Last week’s losses came after reports that Evergrande had warned provincial officials of a liquidity squeeze, citing its obligation to return money to some strategic investors if it failed to win approval for a backdoor listing of its main real estate assets in China by Jan. 31. While Evergrande dismissed the reports as based on rumors and “fabricated” documents, the news contributed to a selloff in high-yield bonds across Asia and prompted several Chinese banks to hold emergency meetings to assess their exposure.
While it was unclear if China’s authorities played any role in the agreement, China’s cabinet and its financial stability committee, chaired by Vice Premier Liu He, have discussed risks posed by Evergrande without making any decisions on whether to intervene, Bloomberg reported citing people familiar with the matter said before Evergrande’s announcement.
Had the company failed to reach an agreement with investors, Chinese regulators were considering options to support the developer, such as directing state-owned companies to take stakes in Evergrande or giving the company a green light for its proposed listing of an electric-vehicle unit in China, Bloomberg added, confirming just how "systemic" the company is to Beijing and the local economy.

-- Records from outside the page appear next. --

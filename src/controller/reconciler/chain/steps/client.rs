//! Create or update the Keycloak client.

use crate::controller::reconciler::chain::diff_sync::SyncReport;
use crate::controller::reconciler::chain::error::SyncError;
use crate::controller::reconciler::chain::{ChainContext, SyncStep};
use crate::controller::reconciler::status::{StepKey, SyncOutcome};
use crate::crd::{KeycloakClient, KeycloakClientSpec};
use crate::keycloak::ClientRepresentation;
use async_trait::async_trait;
use tracing::info;

#[derive(Debug, Clone, Copy, Default)]
pub struct ClientStep;

#[async_trait]
impl SyncStep for ClientStep {
    fn key(&self) -> StepKey {
        StepKey::Client
    }

    async fn sync(
        &self,
        ctx: &mut ChainContext<'_>,
        document: &KeycloakClient,
    ) -> Result<SyncOutcome, SyncError> {
        let api = ctx.api();
        let realm = ctx.realm();
        let spec = &document.spec;
        let mut representation = client_representation(spec, ctx.secret());

        let existing = api
            .get_client(realm, &spec.client_id)
            .await
            .map_err(SyncError::remote(format!("look up client {:?}", spec.client_id)))?;

        let mut report = SyncReport::default();
        let client_uuid = match existing.and_then(|client| client.id) {
            Some(id) => {
                representation.id = Some(id.clone());
                api.update_client(realm, &id, &representation)
                    .await
                    .map_err(SyncError::remote(format!("update client {:?}", spec.client_id)))?;
                report.updated.push(spec.client_id.clone());
                id
            }
            None => {
                let id = api
                    .create_client(realm, &representation)
                    .await
                    .map_err(SyncError::remote(format!("create client {:?}", spec.client_id)))?;
                info!(
                    client_id = spec.client_id.as_str(),
                    realm,
                    uuid = id.as_str(),
                    "✅ Created Keycloak client"
                );
                report.created.push(spec.client_id.clone());
                id
            }
        };

        ctx.set_client_uuid(client_uuid);
        Ok(SyncOutcome::Applied(report))
    }
}

/// Client payload for a document
///
/// Public clients never carry a secret. Authorization services are switched on
/// whenever the document declares an `authorization` block.
#[must_use]
pub fn client_representation(spec: &KeycloakClientSpec, secret: Option<&str>) -> ClientRepresentation {
    let service_accounts_enabled = !spec.public
        && (spec.service_account.as_ref().is_some_and(|sa| sa.enabled)
            || spec.authorization.is_some());

    ClientRepresentation {
        id: None,
        client_id: spec.client_id.clone(),
        name: spec.name.clone(),
        description: spec.description.clone(),
        enabled: spec.enabled,
        public_client: spec.public,
        protocol: Some(spec.protocol.clone()),
        secret: if spec.public {
            None
        } else {
            secret.map(str::to_string)
        },
        root_url: spec.web_url.clone(),
        base_url: spec.home_url.clone(),
        admin_url: spec.admin_url.clone(),
        redirect_uris: spec.redirect_uris.clone(),
        web_origins: spec.web_origins.clone(),
        direct_access_grants_enabled: spec.direct_access,
        standard_flow_enabled: spec.standard_flow_enabled,
        implicit_flow_enabled: spec.implicit_flow_enabled,
        service_accounts_enabled,
        authorization_services_enabled: !spec.public && spec.authorization.is_some(),
        attributes: spec.attributes.clone(),
    }
}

In the end, those pragmatists who were confident that China would not allow the company to fail were proven right. Indeed, speculation that authorities would bail out the company solve any liquidity problems is one reason why its shares and bonds rallied even before Tuesday’s announcement.
The amusing irony is that even though China’s government has long threatened it would allow critical companies to fail, it boldly continues its long history of bailing out systemically important companies to maintain financial stability. While policy makers have in recent years sought to instill more market discipline and reduce moral hazard, the economic shock caused by the Covid-19 pandemic has refocused their attention on stability.